Two brilliant King’s sixth form physicists have won gold medals in the British Physics AS Challenge.

Edward Nathan, 17, from Macclesfield and Richard Southern, 17, from Poynton, are among Britain’s best young scientists after facing a challenging written paper.

Edward and Richard (right)

Richard adds his Physics Gold to a collection of gold medals won in the Mathematics Olympiad. Both young men will enter the British Physics Olympiad in the autumn term.

Richard wants to read Medicine at university “Physics is one of the purest sciences and is constantly fascinating in how it deals with everything from largest galaxies pulling towards each other and the smallest quarks interacting relentlessly with themselves. There is nothing in the world around us that isn’t related to Physics.”

Edward wants to read Physics at university “Physics has had an amazing impact on modern life. From Galileo onwards physicists have been making a fundamental difference to the way we live our lives and that remains true today with the Internet invented by world leading British physicist Tim Berners-Lee.”

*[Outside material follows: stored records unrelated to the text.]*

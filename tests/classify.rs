use lox_terminal::classify::{
    abbreviate_team, classify_status, confidence_tier, initials, status_group_label,
    ConfidenceTier, GamePhase,
};

#[test]
fn tiers_for_representative_confidence_values() {
    assert_eq!(confidence_tier(95), ConfidenceTier::High);
    assert_eq!(confidence_tier(70), ConfidenceTier::Medium);
    assert_eq!(confidence_tier(40), ConfidenceTier::Low);
}

#[test]
fn tier_boundaries_are_inclusive() {
    assert_eq!(confidence_tier(80), ConfidenceTier::High);
    assert_eq!(confidence_tier(79), ConfidenceTier::Medium);
    assert_eq!(confidence_tier(60), ConfidenceTier::Medium);
    assert_eq!(confidence_tier(59), ConfidenceTier::Low);
    assert_eq!(confidence_tier(0), ConfidenceTier::Low);
    assert_eq!(confidence_tier(100), ConfidenceTier::High);
}

#[test]
fn final_status_requires_an_exact_match() {
    assert_eq!(classify_status("Final"), GamePhase::Final);
    // Lowercase or padded variants fall through to the live fallback.
    assert_eq!(classify_status("final"), GamePhase::Live);
    assert_eq!(classify_status("Final "), GamePhase::Live);
}

#[test]
fn time_of_day_marker_means_scheduled() {
    assert_eq!(classify_status("7:30 PM ET"), GamePhase::Scheduled);
    assert_eq!(classify_status("7:30 PM"), GamePhase::Scheduled);
}

#[test]
fn anything_else_classifies_as_live() {
    assert_eq!(classify_status("Q4 2:35"), GamePhase::Live);
    assert_eq!(classify_status("Q3 8:12"), GamePhase::Live);
    assert_eq!(classify_status(""), GamePhase::Live);
    assert_eq!(classify_status("Halftime"), GamePhase::Live);
}

#[test]
fn scheduled_games_group_under_upcoming() {
    assert_eq!(status_group_label("7:30 PM ET"), "Upcoming");
    assert_eq!(status_group_label("Q4 2:35"), "Q4 2:35");
    assert_eq!(status_group_label("Final"), "Final");
}

#[test]
fn initials_join_the_first_letter_of_each_word() {
    assert_eq!(initials("LeBron James"), "LJ");
    assert_eq!(initials("Giannis Antetokounmpo"), "GA");
    assert_eq!(initials(""), "");
}

#[test]
fn team_abbreviations_take_city_prefix_or_word_initials() {
    assert_eq!(abbreviate_team("Los Angeles Lakers"), "LAL");
    assert_eq!(abbreviate_team("Golden State Warriors"), "GSW");
    assert_eq!(abbreviate_team("Boston Celtics"), "BOS");
    assert_eq!(abbreviate_team("Miami Heat"), "MIA");
    assert_eq!(abbreviate_team(""), "");
}
use std::collections::VecDeque;

use chrono::NaiveDate;
use serde::{Deserialize, Serialize};

pub const DEFAULT_CONFIDENCE: u8 = 70;
pub const CONFIDENCE_STEP: u8 = 5;

pub const BET_TYPE_CHOICES: [&str; 5] = ["all", "points", "rebounds", "assists", "3-pointers"];

#[derive(Debug, Clone, Copy, PartialEq, Eq, Serialize, Deserialize)]
pub enum Outcome {
    Win,
    Loss,
}

#[derive(Debug, Clone, PartialEq, Serialize, Deserialize)]
pub struct Bet {
    pub player_name: String,
    pub team: String,
    pub opponent: String,
    pub bet_type: String,
    pub line: f64,
    pub confidence: u8,
    pub game_date: String,
    pub outcome: Option<Outcome>,
}

#[derive(Debug, Clone, Serialize, Deserialize)]
pub struct Performer {
    pub name: String,
    pub stats: String,
}

#[derive(Debug, Clone, Serialize, Deserialize)]
pub struct Game {
    pub id: String,
    pub home_team: String,
    pub away_team: String,
    pub home_score: u16,
    pub away_score: u16,
    pub status: String,
    #[serde(default)]
    pub top_performers: Vec<Performer>,
}

#[derive(Debug, Clone, Copy, PartialEq, Eq, Serialize, Deserialize)]
pub enum Position {
    PG,
    SG,
    SF,
    PF,
    C,
}

impl Position {
    pub fn label(self) -> &'static str {
        match self {
            Position::PG => "PG",
            Position::SG => "SG",
            Position::SF => "SF",
            Position::PF => "PF",
            Position::C => "C",
        }
    }
}

#[derive(Debug, Clone, PartialEq, Serialize, Deserialize)]
pub struct Player {
    pub name: String,
    pub team: String,
    pub position: Position,
    pub ppg: f64,
    pub rpg: f64,
    pub apg: f64,
}

#[derive(Debug, Clone, Serialize, Deserialize)]
pub struct GameLogRow {
    pub opponent: String,
    pub points: u8,
    pub rebounds: u8,
    pub assists: u8,
}

#[derive(Debug, Clone, Copy, PartialEq, Eq)]
pub enum Screen {
    Dashboard,
    Search,
    History,
    Scores,
    About,
}

impl Screen {
    pub fn path(self) -> &'static str {
        match self {
            Screen::Dashboard => "/",
            Screen::Search => "/search",
            Screen::History => "/history",
            Screen::Scores => "/scores",
            Screen::About => "/about",
        }
    }
}

#[derive(Debug, Clone, Copy)]
pub struct Route {
    pub path: &'static str,
    pub label: &'static str,
    pub screen: Screen,
}

pub const ROUTES: [Route; 5] = [
    Route {
        path: "/",
        label: "Dashboard",
        screen: Screen::Dashboard,
    },
    Route {
        path: "/search",
        label: "Search",
        screen: Screen::Search,
    },
    Route {
        path: "/history",
        label: "History",
        screen: Screen::History,
    },
    Route {
        path: "/scores",
        label: "Scores",
        screen: Screen::Scores,
    },
    Route {
        path: "/about",
        label: "About",
        screen: Screen::About,
    },
];

/// Exact path equality against the route table; no prefix or nested-route
/// matching, so at most one entry can ever be active.
pub fn active_route(path: &str) -> Option<usize> {
    ROUTES.iter().position(|route| route.path == path)
}

#[derive(Debug, Clone, Copy, PartialEq, Eq)]
pub enum HistoryTab {
    All,
    Wins,
    Losses,
}

impl HistoryTab {
    pub fn cycle(self) -> Self {
        match self {
            HistoryTab::All => HistoryTab::Wins,
            HistoryTab::Wins => HistoryTab::Losses,
            HistoryTab::Losses => HistoryTab::All,
        }
    }

    pub fn label(self) -> &'static str {
        match self {
            HistoryTab::All => "All Bets",
            HistoryTab::Wins => "Wins",
            HistoryTab::Losses => "Losses",
        }
    }

    pub fn matches(self, bet: &Bet) -> bool {
        match self {
            HistoryTab::All => true,
            HistoryTab::Wins => bet.outcome == Some(Outcome::Win),
            HistoryTab::Losses => bet.outcome == Some(Outcome::Loss),
        }
    }
}

#[derive(Debug, Clone, Copy, PartialEq, Eq)]
pub enum ScoresTab {
    Today,
    Yesterday,
    Upcoming,
}

impl ScoresTab {
    pub fn cycle(self) -> Self {
        match self {
            ScoresTab::Today => ScoresTab::Yesterday,
            ScoresTab::Yesterday => ScoresTab::Upcoming,
            ScoresTab::Upcoming => ScoresTab::Today,
        }
    }

    pub fn label(self) -> &'static str {
        match self {
            ScoresTab::Today => "Today",
            ScoresTab::Yesterday => "Yesterday",
            ScoresTab::Upcoming => "Upcoming",
        }
    }
}

#[derive(Debug, Clone, PartialEq)]
pub struct BetFilters {
    pub confidence: u8,
    pub bet_type: String,
    pub game_date: Option<NaiveDate>,
}

impl Default for BetFilters {
    fn default() -> Self {
        Self::new()
    }
}

impl BetFilters {
    pub fn new() -> Self {
        Self {
            confidence: DEFAULT_CONFIDENCE,
            bet_type: "all".to_string(),
            game_date: None,
        }
    }

    pub fn set_confidence(&mut self, value: u8) {
        self.confidence = value.min(100);
    }

    pub fn raise_confidence(&mut self) {
        self.set_confidence(self.confidence.saturating_add(CONFIDENCE_STEP));
    }

    pub fn lower_confidence(&mut self) {
        self.confidence = self.confidence.saturating_sub(CONFIDENCE_STEP);
    }

    pub fn set_bet_type(&mut self, value: impl Into<String>) {
        self.bet_type = value.into();
    }

    pub fn cycle_bet_type(&mut self) {
        let idx = BET_TYPE_CHOICES
            .iter()
            .position(|choice| *choice == self.bet_type)
            .unwrap_or(0);
        self.bet_type = BET_TYPE_CHOICES[(idx + 1) % BET_TYPE_CHOICES.len()].to_string();
    }

    pub fn set_game_date(&mut self, date: Option<NaiveDate>) {
        self.game_date = date;
    }

    pub fn reset(&mut self) {
        *self = Self::new();
    }
}

#[derive(Debug, Clone, Default)]
pub struct SearchState {
    pub query: String,
    pub input_active: bool,
    pub cursor: usize,
    pub selected_player: Option<Player>,
    pub game_log: Vec<GameLogRow>,
}

impl SearchState {
    pub fn push_char(&mut self, ch: char) {
        self.query.push(ch);
        self.cursor = 0;
    }

    pub fn pop_char(&mut self) {
        self.query.pop();
        self.cursor = 0;
    }

    pub fn clear_query(&mut self) {
        self.query.clear();
        self.cursor = 0;
    }

    pub fn select(&mut self, player: Player) {
        self.selected_player = Some(player);
        self.game_log.clear();
    }

    pub fn clear_selection(&mut self) {
        self.selected_player = None;
        self.game_log.clear();
    }
}

/// Stable confidence/type filter over the bet list. Order is preserved from
/// the source; the source itself is never mutated.
pub fn filter_bets<'a>(bets: &'a [Bet], filters: &BetFilters) -> Vec<&'a Bet> {
    let selector = filters.bet_type.to_lowercase();
    bets.iter()
        .filter(|bet| bet.confidence >= filters.confidence)
        .filter(|bet| selector == "all" || bet.bet_type.to_lowercase().contains(&selector))
        .collect()
}

/// Case-insensitive substring match over player names. An empty query yields
/// no results rather than the full listing.
pub fn search_players<'a>(players: &'a [Player], query: &str) -> Vec<&'a Player> {
    if query.is_empty() {
        return Vec::new();
    }
    let needle = query.to_lowercase();
    players
        .iter()
        .filter(|player| player.name.to_lowercase().contains(&needle))
        .collect()
}

#[derive(Debug, Clone, Copy, PartialEq)]
pub struct HistorySummary {
    pub total: usize,
    pub wins: usize,
    pub losses: usize,
    pub win_rate: f64,
    pub avg_confidence: f64,
}

pub fn history_summary(bets: &[Bet]) -> HistorySummary {
    let total = bets.len();
    let wins = bets
        .iter()
        .filter(|bet| bet.outcome == Some(Outcome::Win))
        .count();
    let losses = bets
        .iter()
        .filter(|bet| bet.outcome == Some(Outcome::Loss))
        .count();
    // Rates report 0.0 on an empty list instead of dividing by zero.
    let win_rate = if total == 0 {
        0.0
    } else {
        wins as f64 / total as f64 * 100.0
    };
    let avg_confidence = if total == 0 {
        0.0
    } else {
        bets.iter().map(|bet| bet.confidence as f64).sum::<f64>() / total as f64
    };
    HistorySummary {
        total,
        wins,
        losses,
        win_rate,
        avg_confidence,
    }
}

#[derive(Debug, Clone)]
pub struct AppState {
    pub screen: Screen,
    pub bets: Vec<Bet>,
    pub games: Vec<Game>,
    pub players: Vec<Player>,
    pub history: Vec<Bet>,
    pub filters: BetFilters,
    pub history_tab: HistoryTab,
    pub scores_tab: ScoresTab,
    pub search: SearchState,
    pub selected_bet: usize,
    pub scores_scroll: u16,
    pub about_scroll: u16,
    pub logs: VecDeque<String>,
    pub help_overlay: bool,
}

impl Default for AppState {
    fn default() -> Self {
        Self::new()
    }
}

impl AppState {
    pub fn new() -> Self {
        Self {
            screen: Screen::Dashboard,
            bets: Vec::with_capacity(16),
            games: Vec::with_capacity(8),
            players: Vec::with_capacity(16),
            history: Vec::with_capacity(16),
            filters: BetFilters::new(),
            history_tab: HistoryTab::All,
            scores_tab: ScoresTab::Today,
            search: SearchState::default(),
            selected_bet: 0,
            scores_scroll: 0,
            about_scroll: 0,
            logs: VecDeque::with_capacity(200),
            help_overlay: false,
        }
    }

    pub fn set_screen(&mut self, screen: Screen) {
        if self.screen == screen {
            return;
        }
        self.screen = screen;
        self.push_log(format!("[INFO] Route: {}", screen.path()));
    }

    pub fn filtered_bets(&self) -> Vec<&Bet> {
        filter_bets(&self.bets, &self.filters)
    }

    pub fn search_results(&self) -> Vec<&Player> {
        search_players(&self.players, &self.search.query)
    }

    pub fn history_rows(&self) -> Vec<&Bet> {
        self.history
            .iter()
            .filter(|bet| self.history_tab.matches(bet))
            .collect()
    }

    pub fn history_summary(&self) -> HistorySummary {
        history_summary(&self.history)
    }

    pub fn selected_filtered_bet(&self) -> Option<&Bet> {
        self.filtered_bets().get(self.selected_bet).copied()
    }

    pub fn select_next_bet(&mut self) {
        let total = self.filtered_bets().len();
        if total == 0 {
            self.selected_bet = 0;
            return;
        }
        self.selected_bet = (self.selected_bet + 1) % total;
    }

    pub fn select_prev_bet(&mut self) {
        let total = self.filtered_bets().len();
        if total == 0 {
            self.selected_bet = 0;
            return;
        }
        if self.selected_bet == 0 {
            self.selected_bet = total - 1;
        } else {
            self.selected_bet -= 1;
        }
    }

    pub fn clamp_bet_selection(&mut self) {
        let total = self.filtered_bets().len();
        if total == 0 {
            self.selected_bet = 0;
        } else if self.selected_bet >= total {
            self.selected_bet = total - 1;
        }
    }

    pub fn select_next_result(&mut self) {
        let total = self.search_results().len();
        if total == 0 {
            self.search.cursor = 0;
            return;
        }
        self.search.cursor = (self.search.cursor + 1) % total;
    }

    pub fn select_prev_result(&mut self) {
        let total = self.search_results().len();
        if total == 0 {
            self.search.cursor = 0;
            return;
        }
        if self.search.cursor == 0 {
            self.search.cursor = total - 1;
        } else {
            self.search.cursor -= 1;
        }
    }

    pub fn push_log(&mut self, msg: impl Into<String>) {
        const MAX_LOGS: usize = 200;
        self.logs.push_back(msg.into());
        while self.logs.len() > MAX_LOGS {
            self.logs.pop_front();
        }
    }
}

#[derive(Debug, Clone)]
pub enum Delta {
    SetBets(Vec<Bet>),
    SetGames(Vec<Game>),
    SetPlayers(Vec<Player>),
    SetHistory(Vec<Bet>),
    SetGameLog {
        player: String,
        rows: Vec<GameLogRow>,
    },
    Log(String),
}

#[derive(Debug, Clone)]
pub enum ProviderCommand {
    FetchBets,
    FetchGames,
    FetchPlayers,
    FetchHistory,
    FetchGameLog { player: String },
}

pub fn apply_delta(state: &mut AppState, delta: Delta) {
    match delta {
        Delta::SetBets(bets) => {
            state.bets = bets;
            state.clamp_bet_selection();
        }
        Delta::SetGames(games) => {
            state.games = games;
        }
        Delta::SetPlayers(players) => {
            state.players = players;
            let total = state.search_results().len();
            if total == 0 {
                state.search.cursor = 0;
            } else if state.search.cursor >= total {
                state.search.cursor = total - 1;
            }
        }
        Delta::SetHistory(bets) => {
            state.history = bets;
        }
        Delta::SetGameLog { player, rows } => {
            // The selection may have moved on before the provider replied.
            if state
                .search
                .selected_player
                .as_ref()
                .is_some_and(|p| p.name == player)
            {
                state.search.game_log = rows;
            }
        }
        Delta::Log(msg) => state.push_log(msg),
    }
}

The King’s School’s head of science Dr Chris Hollis said: “Physics demands great mental agility from able students with imagination and the ability to think laterally. Richard and Edward are clearly among the best young minds in the country.”

Four other King’s students also won medals in the challenge – three Silver medals and a Bronze medal, one of the best-ever results for the school in the Physics Olympics.